Yet the people, here, affect to wonder that the Indians are so very unsusceptible of civilization; or, in other words, that they so obstinately refuse to adopt the manners of the white men. Go, Virginian ; erase, from the Indian nation, the tradition of their wrongs; make them forget, if you can, that once this charming country was theirs; that over these fields and through these forests, their beloved forefathers, once, in careless gayety, pursued their sports and hunted their game; that every returning day found them the sole, the peaceful, the happy proprietors of this extensive and beautiful domain.
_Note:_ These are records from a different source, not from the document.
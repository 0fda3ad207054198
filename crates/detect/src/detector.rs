//! Detector: combines the pattern pass with the sandbox trial run.

use artguard_core::{
    count_by_category, dedup_findings, sort_by_severity, ArtifactText, Category, CompiledContract,
    DetectionConfidence, DetectionReport, Finding, FrameworkContract, Location, Severity,
    SeverityCounts,
};
use serde::{Deserialize, Serialize};
use std::sync::Arc;
use std::time::Duration;
use tokio::task::JoinHandle;
use tracing::{debug, warn};

use crate::error::Result;
use crate::library::PatternLibrary;
use crate::sandbox::{runtime_advice, translate_error, ProcessSandbox, Sandbox, SandboxConfig, SandboxOutcome};
use crate::signature::MatchContext;

/// Detector settings.
#[derive(Debug, Clone, PartialEq, Eq, Serialize, Deserialize)]
#[serde(default)]
pub struct DetectorConfig {
    /// Run the sandbox pass
    pub sandbox_enabled: bool,

    /// Hard limit for the sandbox pass
    pub sandbox_timeout_ms: u64,
}

impl Default for DetectorConfig {
    fn default() -> Self {
        Self {
            sandbox_enabled: true,
            sandbox_timeout_ms: 500,
        }
    }
}

impl DetectorConfig {
    /// Enable or disable the sandbox pass.
    pub fn with_sandbox_enabled(mut self, enabled: bool) -> Self {
        self.sandbox_enabled = enabled;
        self
    }

    /// Set the sandbox time limit.
    pub fn with_sandbox_timeout_ms(mut self, ms: u64) -> Self {
        self.sandbox_timeout_ms = ms;
        self
    }
}

/// Finds known error signatures in artifacts.
#[derive(Clone)]
pub struct Detector {
    library: Arc<PatternLibrary>,
    sandbox: Arc<dyn Sandbox>,
    config: DetectorConfig,
}

impl std::fmt::Debug for Detector {
    fn fmt(&self, f: &mut std::fmt::Formatter<'_>) -> std::fmt::Result {
        f.debug_struct("Detector")
            .field("signatures", &self.library.len())
            .field("sandbox", &self.sandbox.name())
            .field("config", &self.config)
            .finish()
    }
}

impl Detector {
    /// Create a detector.
    pub fn new(library: PatternLibrary, sandbox: Arc<dyn Sandbox>, config: DetectorConfig) -> Self {
        Self {
            library: Arc::new(library),
            sandbox,
            config,
        }
    }

    /// Default signatures, the process sandbox and default settings.
    pub fn with_defaults() -> Result<Self> {
        let contract: CompiledContract = FrameworkContract::default().compile()?;
        Ok(Self::new(
            PatternLibrary::with_defaults(&contract)?,
            Arc::new(ProcessSandbox::new(SandboxConfig::default())),
            DetectorConfig::default(),
        ))
    }

    /// The signature library.
    pub fn library(&self) -> &PatternLibrary {
        &self.library
    }

    /// The settings.
    pub fn config(&self) -> &DetectorConfig {
        &self.config
    }

    /// Pattern pass only.
    pub fn detect_patterns(&self, text: &str, type_tag: &str) -> DetectionReport {
        let findings = self.scan(&ArtifactText::parse(text), type_tag);
        self.report(
            findings,
            DetectionConfidence::PatternOnly {
                reason: "runtime trial not requested".to_string(),
            },
        )
    }

    /// Pattern pass plus, when possible, the sandbox trial run.
    ///
    /// A sandbox that is disabled, unavailable or too slow degrades the
    /// result to pattern-only; it never fails detection. The trial runs on
    /// its own task, so a sandbox that panics adds an `analysis-error`
    /// finding instead of unwinding into the caller.
    pub async fn detect(&self, text: &str, type_tag: &str) -> DetectionReport {
        let (mut findings, scripts) = {
            let parsed = ArtifactText::parse(text);
            let findings = self.scan(&parsed, type_tag);
            let scripts: Vec<(Location, String)> = parsed
                .scripts()
                .iter()
                .filter(|s| !s.external && s.closed)
                .map(|s| (parsed.location(s.open_tag.start), text[s.body.clone()].to_string()))
                .filter(|(_, body)| !body.trim().is_empty())
                .collect();
            (findings, scripts)
        };

        let confidence = if !self.config.sandbox_enabled {
            DetectionConfidence::PatternOnly {
                reason: "sandbox disabled".to_string(),
            }
        } else if scripts.is_empty() {
            DetectionConfidence::Full
        } else if findings.iter().any(|f| f.kind == "runaway-loop") {
            // a blocking loop would only burn the timeout
            DetectionConfidence::PatternOnly {
                reason: "runaway loop detected; trial run skipped".to_string(),
            }
        } else {
            let sources: Vec<String> = scripts.iter().map(|(_, s)| s.clone()).collect();
            let limit = Duration::from_millis(self.config.sandbox_timeout_ms);
            let sandbox = Arc::clone(&self.sandbox);
            let mut trial = AbortOnDrop(tokio::spawn(async move { sandbox.trial_run(&sources).await }));
            match tokio::time::timeout(limit, &mut trial.0).await {
                Ok(Ok(SandboxOutcome::Completed(errors))) => {
                    for error in &errors {
                        let location = scripts.get(error.script_index).map(|(l, _)| Location::line(l.line));
                        let mut finding = translate_error(error);
                        if let Some(location) = location {
                            finding = finding.at(location);
                        }
                        findings.push(finding);
                    }
                    DetectionConfidence::Full
                }
                Ok(Ok(SandboxOutcome::Unavailable(reason))) => {
                    debug!(sandbox = self.sandbox.name(), %reason, "sandbox unavailable");
                    DetectionConfidence::PatternOnly { reason }
                }
                Ok(Err(e)) => {
                    let detail = if e.is_panic() {
                        format!("sandbox trial panicked: {}", panic_text(e.into_panic()))
                    } else {
                        format!("sandbox trial cancelled: {}", e)
                    };
                    warn!(sandbox = self.sandbox.name(), %detail, "sandbox trial failed");
                    findings.push(Finding::analysis_error(Category::RuntimeSafety, detail.clone()));
                    DetectionConfidence::PatternOnly { reason: detail }
                }
                Err(_) => {
                    warn!(
                        sandbox = self.sandbox.name(),
                        timeout_ms = self.config.sandbox_timeout_ms,
                        "sandbox trial timed out"
                    );
                    DetectionConfidence::PatternOnly {
                        reason: format!("sandbox timed out after {}ms", self.config.sandbox_timeout_ms),
                    }
                }
            }
        };

        self.report(findings, confidence)
    }

    fn scan(&self, text: &ArtifactText<'_>, type_tag: &str) -> Vec<Finding> {
        self.library.scan(&MatchContext { text, type_tag })
    }

    fn report(&self, findings: Vec<Finding>, confidence: DetectionConfidence) -> DetectionReport {
        let mut findings = dedup_findings(findings);
        sort_by_severity(&mut findings);

        let severity_level = Severity::from_weighted_sum(SeverityCounts::from_findings(&findings).weighted_sum());
        let categories = count_by_category(&findings);
        let recommendations = self.recommendations(&findings, &confidence);

        debug!(
            findings = findings.len(),
            severity = %severity_level,
            full = confidence.is_full(),
            "detection finished"
        );

        DetectionReport {
            findings,
            severity_level,
            categories,
            recommendations,
            confidence,
        }
    }

    fn recommendations(&self, findings: &[Finding], confidence: &DetectionConfidence) -> Vec<String> {
        let mut seen = std::collections::HashSet::new();
        let mut recommendations: Vec<String> = findings
            .iter()
            .filter(|f| seen.insert(f.kind.clone()))
            .map(|f| {
                let advice = self
                    .library
                    .get(&f.kind)
                    .and_then(|s| s.advice.clone())
                    .or_else(|| runtime_advice(&f.kind).map(str::to_string))
                    .unwrap_or_else(|| f.message.clone());
                format!("[{}] {}: {}", f.severity, f.kind, advice)
            })
            .collect();

        if let DetectionConfidence::PatternOnly { reason } = confidence {
            if self.config.sandbox_enabled {
                recommendations.push(format!(
                    "runtime errors were not checked ({}); results are pattern-only",
                    reason
                ));
            }
        }
        recommendations
    }
}

/// Aborts the trial task when detection returns or is itself dropped.
struct AbortOnDrop(JoinHandle<SandboxOutcome>);

impl Drop for AbortOnDrop {
    fn drop(&mut self) {
        self.0.abort();
    }
}

fn panic_text(payload: Box<dyn std::any::Any + Send>) -> String {
    if let Some(s) = payload.downcast_ref::<&str>() {
        (*s).to_string()
    } else if let Some(s) = payload.downcast_ref::<String>() {
        s.clone()
    } else {
        "unknown panic".to_string()
    }
}

#[cfg(test)]
mod tests {
    use super::*;
    use crate::sandbox::{NoopSandbox, RuntimeError};
    use artguard_core::Category;
    use async_trait::async_trait;

    const GAME: &str = r#"<!DOCTYPE html>
<html lang="en">
<head><meta name="viewport" content="width=device-width"></head>
<body>
<script>
InputBridge.init();
InputBridge.on('tilt', (d) => move(d?.orientation?.beta));
</script>
</body>
</html>
"#;

    struct FixedSandbox(Vec<RuntimeError>);

    #[async_trait]
    impl Sandbox for FixedSandbox {
        fn name(&self) -> &str {
            "fixed"
        }

        async fn trial_run(&self, _scripts: &[String]) -> SandboxOutcome {
            SandboxOutcome::Completed(self.0.clone())
        }
    }

    struct SlowSandbox;

    #[async_trait]
    impl Sandbox for SlowSandbox {
        fn name(&self) -> &str {
            "slow"
        }

        async fn trial_run(&self, _scripts: &[String]) -> SandboxOutcome {
            tokio::time::sleep(Duration::from_secs(60)).await;
            SandboxOutcome::Completed(Vec::new())
        }
    }

    struct PanickingSandbox;

    #[async_trait]
    impl Sandbox for PanickingSandbox {
        fn name(&self) -> &str {
            "panicking"
        }

        async fn trial_run(&self, _scripts: &[String]) -> SandboxOutcome {
            panic!("runtime bridge crashed")
        }
    }

    fn detector(sandbox: Arc<dyn Sandbox>) -> Detector {
        let contract = CompiledContract::default_contract().unwrap();
        Detector::new(
            PatternLibrary::with_defaults(&contract).unwrap(),
            sandbox,
            DetectorConfig::default(),
        )
    }

    #[test]
    fn test_clean_artifact() {
        let report = detector(Arc::new(NoopSandbox)).detect_patterns(GAME, "game");
        assert!(report.is_clean(), "{:?}", report.findings);
        assert_eq!(report.severity_level, Severity::Low);
        assert!(report.categories.is_empty());
    }

    #[test]
    fn test_missing_init_single_contract_finding() {
        let text = GAME.replace("InputBridge.init();\n", "");
        let report = detector(Arc::new(NoopSandbox)).detect_patterns(&text, "game");
        let contract: Vec<_> = report
            .findings
            .iter()
            .filter(|f| f.category == Category::FrameworkContract)
            .collect();
        assert_eq!(contract.len(), 1);
        assert_eq!(contract[0].kind, "missing-sdk-init");
        assert_eq!(contract[0].severity, Severity::Critical);
        assert_eq!(report.categories[&Category::FrameworkContract], 1);
        assert!(report.recommendations[0].starts_with("[critical] missing-sdk-init"));
    }

    #[test]
    fn test_severity_rollup() {
        let text = GAME
            .replace("InputBridge.init();\n", "")
            .replace("<!DOCTYPE html>\n", "");
        let report = detector(Arc::new(NoopSandbox)).detect_patterns(&text, "game");
        // critical (10) + low (1)
        assert_eq!(report.severity_counts().weighted_sum(), 11);
        assert_eq!(report.severity_level, Severity::High);
    }

    #[tokio::test]
    async fn test_sandbox_errors_become_findings() {
        let sandbox = FixedSandbox(vec![
            RuntimeError {
                script_index: 0,
                message: "ReferenceError: move is not defined".to_string(),
            },
            RuntimeError {
                script_index: 0,
                message: "ReferenceError: move is not defined".to_string(),
            },
        ]);
        let report = detector(Arc::new(sandbox)).detect(GAME, "game").await;
        assert!(report.confidence.is_full());
        assert_eq!(report.findings.len(), 1);
        assert_eq!(report.findings[0].kind, "undefined-reference");
        assert_eq!(report.findings[0].location, Some(Location::line(5)));
    }

    #[tokio::test]
    async fn test_unavailable_sandbox_degrades() {
        let report = detector(Arc::new(NoopSandbox)).detect(GAME, "game").await;
        assert!(matches!(report.confidence, DetectionConfidence::PatternOnly { .. }));
        assert!(report.findings.is_empty());
        assert!(report.recommendations[0].contains("pattern-only"));
    }

    #[tokio::test(start_paused = true)]
    async fn test_sandbox_timeout_degrades() {
        let report = detector(Arc::new(SlowSandbox)).detect(GAME, "game").await;
        match report.confidence {
            DetectionConfidence::PatternOnly { reason } => assert!(reason.contains("500ms")),
            other => panic!("unexpected confidence {:?}", other),
        }
    }

    #[tokio::test]
    async fn test_panicking_sandbox_becomes_analysis_error() {
        let report = detector(Arc::new(PanickingSandbox)).detect(GAME, "game").await;
        match &report.confidence {
            DetectionConfidence::PatternOnly { reason } => {
                assert!(reason.contains("runtime bridge crashed"), "{}", reason)
            }
            other => panic!("unexpected confidence {:?}", other),
        }
        assert_eq!(report.findings.len(), 1);
        assert_eq!(report.findings[0].kind, artguard_core::ANALYSIS_ERROR_KIND);
        assert_eq!(report.findings[0].category, Category::RuntimeSafety);
        assert_eq!(report.findings[0].severity, Severity::Critical);
    }

    #[tokio::test]
    async fn test_runaway_loop_skips_trial() {
        let text = GAME.replace("InputBridge.init();", "InputBridge.init();\nwhile (true) { tick(); }");
        let report = detector(Arc::new(SlowSandbox)).detect(&text, "game").await;
        assert!(!report.confidence.is_full());
        assert_eq!(report.findings[0].kind, "runaway-loop");
    }

    #[tokio::test]
    async fn test_disabled_sandbox() {
        let contract = CompiledContract::default_contract().unwrap();
        let detector = Detector::new(
            PatternLibrary::with_defaults(&contract).unwrap(),
            Arc::new(FixedSandbox(Vec::new())),
            DetectorConfig::default().with_sandbox_enabled(false),
        );
        let report = detector.detect(GAME, "game").await;
        assert!(!report.confidence.is_full());
        assert!(report.recommendations.is_empty());
    }
}
//! Generation and check metrics.
//!
//! The [`MetricsAggregator`] keeps a bounded log of [`MetricSample`]s,
//! derives rolling windows and trends from it, learns how well each repair
//! transformation works, and turns all of that into recommendations.
//!
//! [`MetricSample`]: artguard_core::MetricSample

#![warn(missing_docs)]

mod aggregator;
mod config;
mod error;
mod learning;
mod sample;
mod trends;

pub use aggregator::{CurrentStatus, DetailedStats, Health, MetricsAggregator, MetricsReport, Windows};
pub use config::MetricsConfig;
pub use error::{MetricsError, Result};
pub use learning::{FixLedger, FixStats};
pub use sample::{MetricOutcome, MetricRequest, WindowStats};
pub use trends::{recommend, Priority, Recommendation, Trend, TrendDirection, TrendReport};
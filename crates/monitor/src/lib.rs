//! Continuous monitoring of generated artifacts.
//!
//! A [`Monitor`] keeps a registry of artifacts, checks them on a timer with
//! the detector and validator, optionally repairs them, and reports what it
//! sees as [`MonitorEvent`]s on an event bus and as alerts through
//! [`AlertSink`]s.
//!
//! ```no_run
//! use artguard_core::{ArtifactId, Metadata};
//! use artguard_monitor::Monitor;
//!
//! # async fn run() -> artguard_monitor::Result<()> {
//! let monitor = Monitor::builder().build()?;
//! monitor.register(ArtifactId::new("maze"), "<html>...</html>", "game", Metadata::new());
//! monitor.start();
//! # Ok(())
//! # }
//! ```
//!
//! [`MonitorEvent`]: artguard_core::MonitorEvent

#![warn(missing_docs)]

mod alert;
mod builder;
mod bus;
mod check;
mod config;
mod error;
mod monitor;

pub use alert::{sinks_from_config, AlertSink, LogAlertSink, WebhookAlertSink};
pub use builder::MonitorBuilder;
pub use bus::{EventBus, Subscription};
pub use check::{CheckOutcome, CheckReport, SweepSummary};
pub use config::{AlertThresholds, AlertsConfig, MonitorConfig, ThresholdsUpdate};
pub use error::{MonitorError, Result};
pub use monitor::Monitor;
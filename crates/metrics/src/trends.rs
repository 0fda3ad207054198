//! Trend classification and recommendations.

use artguard_core::{Category, MetricSample};
use serde::{Deserialize, Serialize};
use std::collections::BTreeMap;

use crate::config::MetricsConfig;
use crate::learning::FixLedger;
use crate::sample::WindowStats;

/// Direction of a metric between two adjacent windows.
#[derive(Debug, Clone, Copy, PartialEq, Eq, Serialize, Deserialize)]
#[serde(rename_all = "snake_case")]
pub enum TrendDirection {
    /// Getting better
    Improving,
    /// Getting worse
    Declining,
    /// No change, or nothing to compare against
    Stable,
}

/// One metric compared across two windows.
#[derive(Debug, Clone, Copy, PartialEq, Serialize, Deserialize)]
pub struct Trend {
    /// Value over the most recent window
    pub current: f64,

    /// Value over the window before it
    pub previous: f64,

    /// `current - previous`
    pub delta: f64,

    /// Classification of the delta
    pub direction: TrendDirection,
}

impl Trend {
    /// Compare two values. `higher_is_better` decides the sign convention;
    /// without a previous window the trend is stable.
    pub fn compare(current: f64, previous: Option<f64>, higher_is_better: bool) -> Self {
        let Some(previous) = previous else {
            return Self {
                current,
                previous: current,
                delta: 0.0,
                direction: TrendDirection::Stable,
            };
        };
        let delta = current - previous;
        let direction = if delta.abs() < f64::EPSILON {
            TrendDirection::Stable
        } else if (delta > 0.0) == higher_is_better {
            TrendDirection::Improving
        } else {
            TrendDirection::Declining
        };
        Self {
            current,
            previous,
            delta,
            direction,
        }
    }
}

/// Trends of the headline metrics.
#[derive(Debug, Clone, Copy, PartialEq, Serialize, Deserialize)]
pub struct TrendReport {
    /// Samples per compared window
    pub window: usize,

    /// Success rate trend
    pub success_rate: Trend,

    /// Duration trend; shorter is better
    pub avg_duration_ms: Trend,

    /// Quality trend
    pub avg_quality: Trend,
}

impl TrendReport {
    /// Compare the last `n` samples with the `n` before them.
    ///
    /// `samples` must be oldest first.
    pub fn analyze(samples: &[MetricSample], n: usize) -> Self {
        let n = n.max(1);
        let split = samples.len().saturating_sub(n);
        let current = WindowStats::from_samples(&samples[split..]);
        let previous_samples = &samples[split.saturating_sub(n)..split];
        let previous = (!previous_samples.is_empty()).then(|| WindowStats::from_samples(previous_samples));

        Self {
            window: n,
            success_rate: Trend::compare(current.success_rate, previous.map(|p| p.success_rate), true),
            avg_duration_ms: Trend::compare(
                current.avg_duration_ms,
                previous.map(|p| p.avg_duration_ms),
                false,
            ),
            avg_quality: Trend::compare(current.avg_quality, previous.map(|p| p.avg_quality), true),
        }
    }
}

/// Urgency of a recommendation.
#[derive(Debug, Clone, Copy, PartialEq, Eq, PartialOrd, Ord, Serialize, Deserialize)]
#[serde(rename_all = "snake_case")]
pub enum Priority {
    /// Nice to have
    Low,
    /// Worth scheduling
    Medium,
    /// Address soon
    High,
    /// Address now
    Critical,
}

/// A textual suggestion.
#[derive(Debug, Clone, PartialEq, Eq, Serialize, Deserialize)]
pub struct Recommendation {
    /// Urgency
    pub priority: Priority,

    /// What it is about (`success_rate`, `quality`, a category, a transformation)
    pub area: String,

    /// The suggestion
    pub message: String,
}

impl Recommendation {
    fn new(priority: Priority, area: impl Into<String>, message: impl Into<String>) -> Self {
        Self {
            priority,
            area: area.into(),
            message: message.into(),
        }
    }
}

fn category_tip(category: Category) -> &'static str {
    match category {
        Category::Syntax => "syntax errors dominate; ask the generator to close every block and script element",
        Category::FrameworkContract => "SDK contract violations dominate; put the InputBridge init call in the generation template",
        Category::RuntimeSafety => "unsafe reads dominate; prompt for optional chaining on sensor payloads",
        Category::Performance => "performance issues dominate; steer animation towards requestAnimationFrame",
        Category::Security => "security issues dominate; forbid eval, document.write and http script sources",
        Category::Accessibility => "accessibility gaps dominate; include lang, viewport and alt text in templates",
    }
}

/// Recommendations for a sample window and fix ledger, most urgent first.
pub fn recommend(samples: &[MetricSample], ledger: &FixLedger, config: &MetricsConfig) -> Vec<Recommendation> {
    let mut out = Vec::new();
    let stats = WindowStats::from_samples(samples);

    if !stats.is_empty() {
        let rate = stats.success_rate;
        if rate < config.success_rate_critical {
            out.push(Recommendation::new(
                Priority::Critical,
                "success_rate",
                format!("success rate {:.0}% is critically low; review failing generations", rate * 100.0),
            ));
        } else if rate < config.success_rate_warning {
            out.push(Recommendation::new(
                Priority::High,
                "success_rate",
                format!("success rate {:.0}% is below target", rate * 100.0),
            ));
        }

        let duration = stats.avg_duration_ms;
        if duration > config.duration_critical_ms {
            out.push(Recommendation::new(
                Priority::High,
                "duration",
                format!("average duration {:.0}ms is far too slow; check sandbox and repair cost", duration),
            ));
        } else if duration > config.duration_warning_ms {
            out.push(Recommendation::new(
                Priority::Medium,
                "duration",
                format!("average duration {:.0}ms is above target", duration),
            ));
        }

        let quality = stats.avg_quality;
        if quality < config.quality_critical {
            out.push(Recommendation::new(
                Priority::High,
                "quality",
                format!("average quality {:.0} is critically low; enable auto-fix or tighten prompts", quality),
            ));
        } else if quality < config.quality_warning {
            out.push(Recommendation::new(
                Priority::Medium,
                "quality",
                format!("average quality {:.0} is below target", quality),
            ));
        }
    }

    let mut categories: BTreeMap<Category, usize> = BTreeMap::new();
    for sample in samples {
        for category in &sample.categories {
            *categories.entry(*category).or_default() += 1;
        }
    }
    let mut dominant: Vec<(Category, usize)> = categories.into_iter().collect();
    dominant.sort_by(|a, b| b.1.cmp(&a.1));
    for (category, _) in dominant.into_iter().take(2) {
        out.push(Recommendation::new(Priority::Low, category.as_str(), category_tip(category)));
    }

    for (id, fix) in ledger.unreliable(config.min_fix_attempts) {
        out.push(Recommendation::new(
            Priority::Medium,
            id,
            format!(
                "transformation '{}' resolved only {} of {} findings; review or disable it",
                id, fix.successes, fix.attempts
            ),
        ));
    }

    out.sort_by(|a, b| b.priority.cmp(&a.priority));
    out
}

#[cfg(test)]
mod tests {
    use super::*;
    use chrono::Utc;

    fn sample(success: bool, duration_ms: u64, quality: f64) -> MetricSample {
        MetricSample {
            timestamp: Utc::now(),
            duration_ms,
            success,
            quality_score: quality,
            type_tag: "game".to_string(),
            finding_count: 0,
            fix_count: 0,
            categories: vec![],
        }
    }

    #[test]
    fn test_duration_decrease_is_improving() {
        let trend = Trend::compare(100.0, Some(200.0), false);
        assert_eq!(trend.direction, TrendDirection::Improving);
        assert_eq!(trend.delta, -100.0);
    }

    #[test]
    fn test_no_previous_window_is_stable() {
        let samples: Vec<_> = (0..5).map(|_| sample(true, 10, 90.0)).collect();
        let report = TrendReport::analyze(&samples, 50);
        assert_eq!(report.success_rate.direction, TrendDirection::Stable);
        assert_eq!(report.avg_quality.current, 90.0);
    }

    #[test]
    fn test_partial_previous_window() {
        let mut samples: Vec<_> = (0..3).map(|_| sample(true, 10, 90.0)).collect();
        samples.extend((0..10).map(|_| sample(false, 10, 0.0)));
        let report = TrendReport::analyze(&samples, 10);
        assert_eq!(report.success_rate.previous, 1.0);
        assert_eq!(report.success_rate.direction, TrendDirection::Declining);
    }

    #[test]
    fn test_recommendations_by_threshold() {
        let config = MetricsConfig::default();
        let healthy: Vec<_> = (0..10).map(|_| sample(true, 100, 90.0)).collect();
        assert!(recommend(&healthy, &FixLedger::new(), &config).is_empty());

        let mut poor: Vec<_> = (0..6).map(|_| sample(true, 20_000, 60.0)).collect();
        poor.extend((0..4).map(|_| sample(false, 20_000, 0.0)));
        let recs = recommend(&poor, &FixLedger::new(), &config);
        assert_eq!(recs[0].priority, Priority::Critical);
        assert_eq!(recs[0].area, "success_rate");
        assert!(recs.iter().any(|r| r.area == "duration" && r.priority == Priority::High));
        assert!(recs.iter().any(|r| r.area == "quality" && r.priority == Priority::High));
    }

    #[test]
    fn test_category_tips() {
        let mut samples: Vec<_> = (0..4).map(|_| sample(true, 10, 95.0)).collect();
        samples[0].categories = vec![Category::Security, Category::Syntax];
        samples[1].categories = vec![Category::Security];
        samples[2].categories = vec![Category::Accessibility];
        let recs = recommend(&samples, &FixLedger::new(), &MetricsConfig::default());
        let areas: Vec<&str> = recs.iter().map(|r| r.area.as_str()).collect();
        assert_eq!(areas.len(), 2);
        assert_eq!(areas[0], "security");
    }
}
Make them forget too, if you can, that in the midst of all this innocence, simplicity, and bliss—the white man came; and lo the animated chase, the feast, the dance, the song of fearless, thoughtless joy were over; that ever since, they have been made to drink of the bitter cup of humiliation; treated like dogs; their lives, their liberties, the sport of the white men; their country and the graves of their fathers torn from them, in cruel succession: until, driven from river to river, from forest to forest, and through a period of two hundred years, rolled back, nation upon nation, they find themselves fugitives, vāgrants and strangers in their own country, and look forward to the certain period when their descendants will be totally extinguished by wars, driven at the point of the bayonet into the western ocean, or reduced to a fate still more deplorable and horrid, the condition of slaves.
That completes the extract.